Jezus prosi nas, abyśmy zdjęli maski, a nie udawali, abyśmy rozpoznali, kim jesteśmy, a co obłuda stara się ukryć. Jezus sugeruje nam dzisiaj, abyśmy żyli w prostocie i przejrzystości, abyśmy zaakceptowali nasze bycie stworzeniem. Jezus przyszedł, aby pomóc nam usunąć zasłony kłamstw i przywrócić nas do naszej prawdy, prawdy Dzieci Bożych, umiłowanych miłosierdziem Ojca.
Panie Jezu, zaprowadź nas do głębi naszych serc, gdzie prawdziwie rozpoznamy siebie jako stworzonych na Twój obraz i podobieństwo.
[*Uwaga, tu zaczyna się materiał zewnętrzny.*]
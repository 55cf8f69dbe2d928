//! Configuration for voxtask.
//!
//! Settings are derived from environment variables, read once at startup,
//! and immutable thereafter. Missing credentials are a fatal configuration
//! error — the service refuses to start rather than limp along.

use voxtask_core::Error;

const DEFAULT_STT_URL: &str = "wss://api.deepgram.com/v2/listen";
const DEFAULT_DB_PATH: &str = "voxtask.db";
const DEFAULT_ANTHROPIC_MODEL: &str = "claude-sonnet-4-20250514";
const DEFAULT_OPENAI_MODEL: &str = "gpt-4o";

/// Which LLM backend serves the agent loop.
#[derive(Debug, Clone, Copy, PartialEq, Eq)]
pub enum ProviderKind {
    Anthropic,
    OpenAi,
}

/// Immutable application settings.
#[derive(Clone)]
pub struct Settings {
    /// Bearer token for the STT provider.
    pub stt_api_key: String,
    /// Base WebSocket URL of the STT provider.
    pub stt_url: String,

    pub provider: ProviderKind,
    pub anthropic_api_key: Option<String>,
    pub openai_api_key: Option<String>,
    pub openai_base_url: Option<String>,
    /// Model name override; falls back to the provider default.
    pub model: String,

    pub database_path: String,
    /// Optional pricing-table override, a JSON map of
    /// model → [input, cache_write, cache_read, output] $/M rates.
    pub pricing_override: Option<String>,

    pub host: String,
    pub port: u16,

    /// Conversation messages loaded as prompt prefix (2–5 sensible).
    pub history_window: usize,
    /// Tool-loop iteration cap per invocation.
    pub max_iterations: u32,
    /// Wall-clock cap per agent invocation, in seconds.
    pub agent_timeout_secs: u64,
}

impl Settings {
    /// Load from process environment. Fails fast on missing credentials.
    pub fn from_env() -> Result<Self, Error> {
        Self::from_lookup(|key| std::env::var(key).ok())
    }

    /// Load from an arbitrary lookup function (injectable for tests).
    pub fn from_lookup(get: impl Fn(&str) -> Option<String>) -> Result<Self, Error> {
        let stt_api_key = get("VOXTASK_STT_API_KEY")
            .or_else(|| get("DEEPGRAM_API_KEY"))
            .filter(|v| !v.is_empty())
            .ok_or_else(|| Error::config("VOXTASK_STT_API_KEY is required"))?;

        let provider = match get("VOXTASK_PROVIDER").as_deref() {
            None | Some("anthropic") => ProviderKind::Anthropic,
            Some("openai") => ProviderKind::OpenAi,
            Some(other) => {
                return Err(Error::config(format!(
                    "unknown provider '{other}' (expected 'anthropic' or 'openai')"
                )))
            }
        };

        let anthropic_api_key = get("ANTHROPIC_API_KEY").filter(|v| !v.is_empty());
        let openai_api_key = get("OPENAI_API_KEY").filter(|v| !v.is_empty());

        match provider {
            ProviderKind::Anthropic if anthropic_api_key.is_none() => {
                return Err(Error::config("ANTHROPIC_API_KEY is required"));
            }
            ProviderKind::OpenAi if openai_api_key.is_none() => {
                return Err(Error::config("OPENAI_API_KEY is required"));
            }
            _ => {}
        }

        let model = get("VOXTASK_MODEL").unwrap_or_else(|| {
            match provider {
                ProviderKind::Anthropic => DEFAULT_ANTHROPIC_MODEL,
                ProviderKind::OpenAi => DEFAULT_OPENAI_MODEL,
            }
            .to_string()
        });

        let port = match get("VOXTASK_PORT") {
            Some(raw) => raw
                .parse::<u16>()
                .map_err(|_| Error::config(format!("invalid VOXTASK_PORT '{raw}'")))?,
            None => 8000,
        };

        let history_window = parse_or(&get, "VOXTASK_HISTORY_WINDOW", 3)?.clamp(2, 5);

        Ok(Self {
            stt_api_key,
            stt_url: get("VOXTASK_STT_URL").unwrap_or_else(|| DEFAULT_STT_URL.into()),
            provider,
            anthropic_api_key,
            openai_api_key,
            openai_base_url: get("OPENAI_BASE_URL"),
            model,
            database_path: get("VOXTASK_DB_PATH").unwrap_or_else(|| DEFAULT_DB_PATH.into()),
            pricing_override: get("VOXTASK_PRICING"),
            host: get("VOXTASK_HOST").unwrap_or_else(|| "127.0.0.1".into()),
            port,
            history_window,
            max_iterations: parse_or(&get, "VOXTASK_MAX_ITERATIONS", 3)?,
            agent_timeout_secs: parse_or(&get, "VOXTASK_AGENT_TIMEOUT_SECS", 30)?,
        })
    }
}

fn parse_or<T: std::str::FromStr>(
    get: &impl Fn(&str) -> Option<String>,
    key: &str,
    default: T,
) -> Result<T, Error> {
    match get(key) {
        Some(raw) => raw
            .parse::<T>()
            .map_err(|_| Error::config(format!("invalid {key} '{raw}'"))),
        None => Ok(default),
    }
}

fn redact(value: &Option<String>) -> &'static str {
    match value {
        Some(_) => "[REDACTED]",
        None => "None",
    }
}

impl std::fmt::Debug for Settings {
    fn fmt(&self, f: &mut std::fmt::Formatter<'_>) -> std::fmt::Result {
        f.debug_struct("Settings")
            .field("stt_api_key", &"[REDACTED]")
            .field("stt_url", &self.stt_url)
            .field("provider", &self.provider)
            .field("anthropic_api_key", &redact(&self.anthropic_api_key))
            .field("openai_api_key", &redact(&self.openai_api_key))
            .field("model", &self.model)
            .field("database_path", &self.database_path)
            .field("host", &self.host)
            .field("port", &self.port)
            .field("history_window", &self.history_window)
            .field("max_iterations", &self.max_iterations)
            .field("agent_timeout_secs", &self.agent_timeout_secs)
            .finish()
    }
}

#[cfg(test)]
mod tests {
    use super::*;
    use std::collections::HashMap;

    fn env<'a>(pairs: &'a [(&'a str, &'a str)]) -> impl Fn(&str) -> Option<String> + 'a {
        let map: HashMap<&str, &str> = pairs.iter().copied().collect();
        move |key| map.get(key).map(|v| v.to_string())
    }

    #[test]
    fn minimal_anthropic_config() {
        let settings = Settings::from_lookup(env(&[
            ("VOXTASK_STT_API_KEY", "dg-key"),
            ("ANTHROPIC_API_KEY", "sk-ant-test"),
        ]))
        .unwrap();
        assert_eq!(settings.provider, ProviderKind::Anthropic);
        assert_eq!(settings.model, DEFAULT_ANTHROPIC_MODEL);
        assert_eq!(settings.port, 8000);
        assert_eq!(settings.history_window, 3);
        assert_eq!(settings.agent_timeout_secs, 30);
    }

    #[test]
    fn missing_stt_key_is_fatal() {
        let err = Settings::from_lookup(env(&[("ANTHROPIC_API_KEY", "sk")])).unwrap_err();
        assert!(err.to_string().contains("VOXTASK_STT_API_KEY"));
    }

    #[test]
    fn missing_llm_key_is_fatal() {
        let err = Settings::from_lookup(env(&[("VOXTASK_STT_API_KEY", "dg")])).unwrap_err();
        assert!(err.to_string().contains("ANTHROPIC_API_KEY"));
    }

    #[test]
    fn openai_provider_requires_its_key() {
        let err = Settings::from_lookup(env(&[
            ("VOXTASK_STT_API_KEY", "dg"),
            ("VOXTASK_PROVIDER", "openai"),
            ("ANTHROPIC_API_KEY", "sk-ant"),
        ]))
        .unwrap_err();
        assert!(err.to_string().contains("OPENAI_API_KEY"));

        let settings = Settings::from_lookup(env(&[
            ("VOXTASK_STT_API_KEY", "dg"),
            ("VOXTASK_PROVIDER", "openai"),
            ("OPENAI_API_KEY", "sk-oai"),
        ]))
        .unwrap();
        assert_eq!(settings.provider, ProviderKind::OpenAi);
        assert_eq!(settings.model, DEFAULT_OPENAI_MODEL);
    }

    #[test]
    fn unknown_provider_rejected() {
        let err = Settings::from_lookup(env(&[
            ("VOXTASK_STT_API_KEY", "dg"),
            ("VOXTASK_PROVIDER", "groq"),
        ]))
        .unwrap_err();
        assert!(err.to_string().contains("groq"));
    }

    #[test]
    fn history_window_clamped() {
        let settings = Settings::from_lookup(env(&[
            ("VOXTASK_STT_API_KEY", "dg"),
            ("ANTHROPIC_API_KEY", "sk"),
            ("VOXTASK_HISTORY_WINDOW", "50"),
        ]))
        .unwrap();
        assert_eq!(settings.history_window, 5);
    }

    #[test]
    fn model_override_wins() {
        let settings = Settings::from_lookup(env(&[
            ("VOXTASK_STT_API_KEY", "dg"),
            ("ANTHROPIC_API_KEY", "sk"),
            ("VOXTASK_MODEL", "claude-3-5-haiku-20241022"),
        ]))
        .unwrap();
        assert_eq!(settings.model, "claude-3-5-haiku-20241022");
    }

    #[test]
    fn debug_redacts_secrets() {
        let settings = Settings::from_lookup(env(&[
            ("VOXTASK_STT_API_KEY", "dg-secret"),
            ("ANTHROPIC_API_KEY", "sk-ant-secret"),
        ]))
        .unwrap();
        let debug = format!("{settings:?}");
        assert!(!debug.contains("dg-secret"));
        assert!(!debug.contains("sk-ant-secret"));
        assert!(debug.contains("[REDACTED]"));
    }
}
Wtedy nasze serce nie będzie pragnęło niczego więcej, jak tylko życia z Tobą i dla Ciebie.
Głos papieża Franciszka
«Istnieje potężny i niebezpieczny «wirus», który nam zagraża, ale jest też Ojciec, «który nas tak bardzo kocha» i chroni nas. To subtelne uwodzenie hipokryzji. Przestroga Pana – „Uważajcie na kwas faryzeuszy” – przypomina wypowiedź lekarza, który mówi swoim współpracownikom, pomocnikom: „Uważajcie, żeby ci wszyscy ludzie nie zarazili się wirusem”. To jest zaczyn faryzeuszy: obłuda. […]. To prawda, że drożdże te są wirusem, który zaraża i powoduje śmierć, ale prawdą jest też, że jest ktoś „większy” i jest nim Ojciec, który jest w niebie. […] W obliczu zwiedzenia pozorami światła, zwiedzenia węża, Jezus zapewnia nas: «Nie martwcie się, Ojciec was kocha, broni was. Zaufaj Mu, nie bój się tych rzeczy […]».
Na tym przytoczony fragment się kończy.